Given this, the interesting question to me then is why it took so long to get someone who feels this way to say why and, further, why trying to tease this out from them results in claims of elitism or one-true-wayism when none of that is in evidence in this thread so far as I can tell. It's not like admitting the desire for the DM to have a heavily prepped game is a trust issue in the context of skilled play is a bad thing, right?
 

Since they are in disguise posing as good guys, this is basically impossible within the context of the adventure I'd say. Either the party need to start at higher level, or they need to be pointed to Air & Water first, until they hit 5th level. IMC the PCs had more reason to hunt Fire from their backgrounds, and the POTA intro material actually points more towards Earth, the second deadliest Temple.

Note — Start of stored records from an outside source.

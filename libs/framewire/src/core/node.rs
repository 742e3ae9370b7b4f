//! Node capability traits and their edge bookkeeping.
//!
//! A node registered in the graph implements [`PipelineNode`] plus one or
//! both of the capability traits: [`FrameSource`] for nodes that emit
//! buffers downstream, [`FrameConsumer`] for nodes that accept buffers on
//! numbered input slots. A processing stage implements both.

use std::any::Any;
use std::collections::BTreeMap;

use crate::core::buffer::FrameBuffer;
use crate::core::graph::{Graph, NodeHandle};

/// One attached downstream edge: which consumer, and which of its input
/// slots the edge feeds.
#[derive(Debug, Clone, Copy, PartialEq, Eq)]
pub struct TargetEntry {
    pub consumer: NodeHandle,
    pub slot: u32,
}

/// Ordered, non-owning list of a source's attached targets.
///
/// Entries hold arena handles, not node references, so a consumer's
/// deregistration (not this list) ends its life. Entries whose consumer is
/// gone are pruned lazily the next time the list is snapshotted for a
/// broadcast.
#[derive(Debug, Default)]
pub struct TargetList {
    entries: Vec<TargetEntry>,
}

impl TargetList {
    pub fn new() -> Self {
        Self::default()
    }

    pub fn len(&self) -> usize {
        self.entries.len()
    }

    pub fn is_empty(&self) -> bool {
        self.entries.is_empty()
    }

    /// Raw entries in attach order, dead ones included.
    pub fn entries(&self) -> &[TargetEntry] {
        &self.entries
    }

    pub(crate) fn append(&mut self, consumer: NodeHandle, slot: u32) {
        self.entries.push(TargetEntry { consumer, slot });
    }

    /// Remove every entry pairing `consumer`, returning what was removed.
    pub(crate) fn remove_consumer(&mut self, consumer: NodeHandle) -> Vec<TargetEntry> {
        let (removed, kept) = self.entries.drain(..).partition(|e| e.consumer == consumer);
        self.entries = kept;
        removed
    }

    pub(crate) fn remove_edge(&mut self, consumer: NodeHandle, slot: u32) {
        self.entries
            .retain(|e| !(e.consumer == consumer && e.slot == slot));
    }

    pub(crate) fn clear(&mut self) {
        self.entries.clear();
    }

    /// Copy of the live entries in attach order; dead entries are pruned
    /// from the list as a side effect.
    pub(crate) fn snapshot_live(&mut self, is_live: impl Fn(NodeHandle) -> bool) -> Vec<TargetEntry> {
        self.entries.retain(|e| is_live(e.consumer));
        self.entries.clone()
    }
}

/// A consumer's bounded map from input-slot index to the source feeding it.
#[derive(Debug, Default)]
pub struct SourceSlots {
    slots: BTreeMap<u32, NodeHandle>,
}

impl SourceSlots {
    pub fn new() -> Self {
        Self::default()
    }

    pub fn source_at(&self, slot: u32) -> Option<NodeHandle> {
        self.slots.get(&slot).copied()
    }

    /// Occupied slots in ascending slot order.
    pub fn occupied(&self) -> impl Iterator<Item = (u32, NodeHandle)> + '_ {
        self.slots.iter().map(|(slot, source)| (*slot, *source))
    }

    pub fn len(&self) -> usize {
        self.slots.len()
    }

    pub fn is_empty(&self) -> bool {
        self.slots.is_empty()
    }

    /// Bind `source` at `slot`, replacing any occupant. The replaced edge's
    /// other half is deliberately left alone; unbinding it is the caller's
    /// responsibility, mirroring direct slot assignment.
    pub(crate) fn bind(&mut self, slot: u32, source: NodeHandle) -> Option<NodeHandle> {
        self.slots.insert(slot, source)
    }

    /// Bind `source` at the lowest free slot below `maximum_inputs`.
    pub(crate) fn bind_first_free(
        &mut self,
        source: NodeHandle,
        maximum_inputs: u32,
    ) -> Option<u32> {
        let slot = (0..maximum_inputs).find(|s| !self.slots.contains_key(s))?;
        self.slots.insert(slot, source);
        Some(slot)
    }

    pub(crate) fn clear_slot(&mut self, slot: u32) -> Option<NodeHandle> {
        self.slots.remove(&slot)
    }

    pub(crate) fn clear(&mut self) {
        self.slots.clear();
    }
}

/// Base trait for anything that can be registered in the graph.
pub trait PipelineNode: Send + Any {
    /// Short kind label used in logs and topology snapshots.
    fn type_name(&self) -> &'static str;

    /// Source capability, if this node emits frames.
    fn as_source(&mut self) -> Option<&mut dyn FrameSource> {
        None
    }

    /// Consumer capability, if this node accepts frames.
    fn as_consumer(&mut self) -> Option<&mut dyn FrameConsumer> {
        None
    }

    /// Downcast support for [`Graph::with_node_mut`].
    fn as_any_mut(&mut self) -> &mut dyn Any;
}

/// Capability of a node that emits frame buffers to downstream targets.
pub trait FrameSource {
    fn targets_mut(&mut self) -> &mut TargetList;

    /// Hook invoked when a frame is produced through this source, before
    /// fan-out. Sources that support replay record the frame here (taking
    /// their own claim). Default: no-op, for pure streaming sources.
    fn frame_produced(&mut self, frame: &FrameBuffer) {
        let _ = frame;
    }

    /// A claim on the most recent output, for delivery to one newly
    /// attached edge. `None` when the source has no meaningful last output.
    /// Implementations must retain the returned buffer; the receiving
    /// consumer releases it.
    fn replay_last_output(&mut self) -> Option<FrameBuffer> {
        None
    }
}

/// Capability of a node that accepts frame buffers on numbered input slots.
pub trait FrameConsumer {
    /// Fixed bound on input slots; valid slots are `0..maximum_inputs`.
    fn maximum_inputs(&self) -> u32;

    fn source_slots_mut(&mut self) -> &mut SourceSlots;

    /// A new buffer is available on `slot`. The frame arrives with one
    /// claim held for this node; the implementation must release it exactly
    /// once after it is done reading or re-broadcasting.
    fn frame_available(&mut self, graph: &Graph, frame: FrameBuffer, slot: u32);
}

/// Source endpoint for producers living outside the graph (capture
/// callbacks, decoders). Frames are pushed into it through
/// [`ProcessingContext::submit_frame`](crate::core::context::ProcessingContext::submit_frame).
///
/// With replay enabled the last produced frame is held and re-delivered to
/// targets that attach later, which is the behavior wanted for static
/// content. Live sources leave it off and late subscribers simply wait for
/// the next frame.
pub struct ExternalSource {
    targets: TargetList,
    last_output: Option<FrameBuffer>,
    replay: bool,
}

impl ExternalSource {
    /// Live source: no replay, late subscribers wait for the next frame.
    pub fn new() -> Self {
        Self {
            targets: TargetList::new(),
            last_output: None,
            replay: false,
        }
    }

    /// Static-content source: the last frame is replayed to targets that
    /// attach after it was produced.
    pub fn with_replay() -> Self {
        let mut source = Self::new();
        source.replay = true;
        source
    }
}

impl Default for ExternalSource {
    fn default() -> Self {
        Self::new()
    }
}

impl PipelineNode for ExternalSource {
    fn type_name(&self) -> &'static str {
        "external_source"
    }

    fn as_source(&mut self) -> Option<&mut dyn FrameSource> {
        Some(self)
    }

    fn as_any_mut(&mut self) -> &mut dyn Any {
        self
    }
}

impl FrameSource for ExternalSource {
    fn targets_mut(&mut self) -> &mut TargetList {
        &mut self.targets
    }

    fn frame_produced(&mut self, frame: &FrameBuffer) {
        if !self.replay {
            return;
        }
        frame.retain();
        if let Some(previous) = self.last_output.replace(frame.clone()) {
            previous.release();
        }
    }

    fn replay_last_output(&mut self) -> Option<FrameBuffer> {
        self.last_output.as_ref().map(|frame| {
            frame.retain();
            frame.clone()
        })
    }
}

impl Drop for ExternalSource {
    fn drop(&mut self) {
        if let Some(frame) = self.last_output.take() {
            frame.release();
        }
    }
}

#[cfg(test)]
mod tests {
    use super::*;
    use crate::core::graph::NodeHandle;

    fn handle(index: u32) -> NodeHandle {
        NodeHandle::from_raw_parts(index, 0)
    }

    #[test]
    fn test_target_list_attach_order() {
        let mut targets = TargetList::new();
        targets.append(handle(1), 0);
        targets.append(handle(2), 1);
        targets.append(handle(1), 3);

        let order: Vec<_> = targets.entries().iter().map(|e| e.slot).collect();
        assert_eq!(order, vec![0, 1, 3]);
    }

    #[test]
    fn test_target_list_remove_consumer() {
        let mut targets = TargetList::new();
        targets.append(handle(1), 0);
        targets.append(handle(2), 0);
        targets.append(handle(1), 2);

        let removed = targets.remove_consumer(handle(1));
        assert_eq!(removed.len(), 2);
        assert_eq!(targets.len(), 1);
        assert_eq!(targets.entries()[0].consumer, handle(2));
    }

    #[test]
    fn test_snapshot_prunes_dead_entries() {
        let mut targets = TargetList::new();
        targets.append(handle(1), 0);
        targets.append(handle(2), 0);
        targets.append(handle(3), 0);

        let live = targets.snapshot_live(|h| h != handle(2));
        assert_eq!(live.len(), 2);
        assert_eq!(targets.len(), 2, "pruning persists in the list");
    }

    #[test]
    fn test_source_slots_lowest_free() {
        let mut slots = SourceSlots::new();
        slots.bind(1, handle(9));
        assert_eq!(slots.bind_first_free(handle(7), 4), Some(0));
        assert_eq!(slots.bind_first_free(handle(8), 4), Some(2));
    }

    #[test]
    fn test_source_slots_capacity() {
        let mut slots = SourceSlots::new();
        assert_eq!(slots.bind_first_free(handle(1), 1), Some(0));
        assert_eq!(slots.bind_first_free(handle(2), 1), None);
        assert_eq!(slots.source_at(0), Some(handle(1)));
    }

    #[test]
    fn test_source_slots_bind_replaces() {
        let mut slots = SourceSlots::new();
        slots.bind(0, handle(1));
        let replaced = slots.bind(0, handle(2));
        assert_eq!(replaced, Some(handle(1)));
        assert_eq!(slots.len(), 1);
    }
}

5e Bounded Accuracy is great for sandboxing, but only up to a point - that point being the Tier 1 > Tier 2 break, where PCs more than double their offensive power.
The DM couldn't, say, have rumors in town that some robed dudes with these weird holy symbols they tried to hide nuked a bunch of people outside of town? Or have the PCs come across some charred corpses in a 20-foot radius of ash that might offer up some clues about what they may face? Or perhaps an escaped prisoner intended for sacrifice who never got a good look at his captors but knows they possess power over fire that few men can survive?
 

Let's assume you are a master ad libber. Perhaps with everything being done perfectly on your side of the screen which I've yet to see but I will allow as a possibility since these forums tend to attract many who are successful paragons of their style, I agree it perhaps comes down to your thesis. But practically, many of the other objections while not theoretically implied are often very common.
Yep, even though I'm a heavily improv DM, I don't think there's anything BAD about a heavily prepped style. Heck, I plan on trying out a prep-based dungeon crawl style game for my next campaign, just to see if I can actually do it. (I expect to fail, but it'll be fun to try.)
 

The DM couldn't, say, have rumors in town that some robed dudes with these weird holy symbols they tried to hide nuked a bunch of people outside of town? Or have the PCs come across some charred corpses in a 40-foot radius of ash that might offer up some clues about what they may face? Or perhaps an escaped prisoner intended for sacrifice who never got a good look at his captors but knows they possess power over fire that few men can survive?
Well I had burned trees & such as foreshadowing. But by the time the PCs even realise they're facing fire priests it's probably too late.

GM could just change their initial spell selection of course, that is probably the best solution and has the benefit of making their described tactics less suboptimal (compared to Fireball! Fireball!)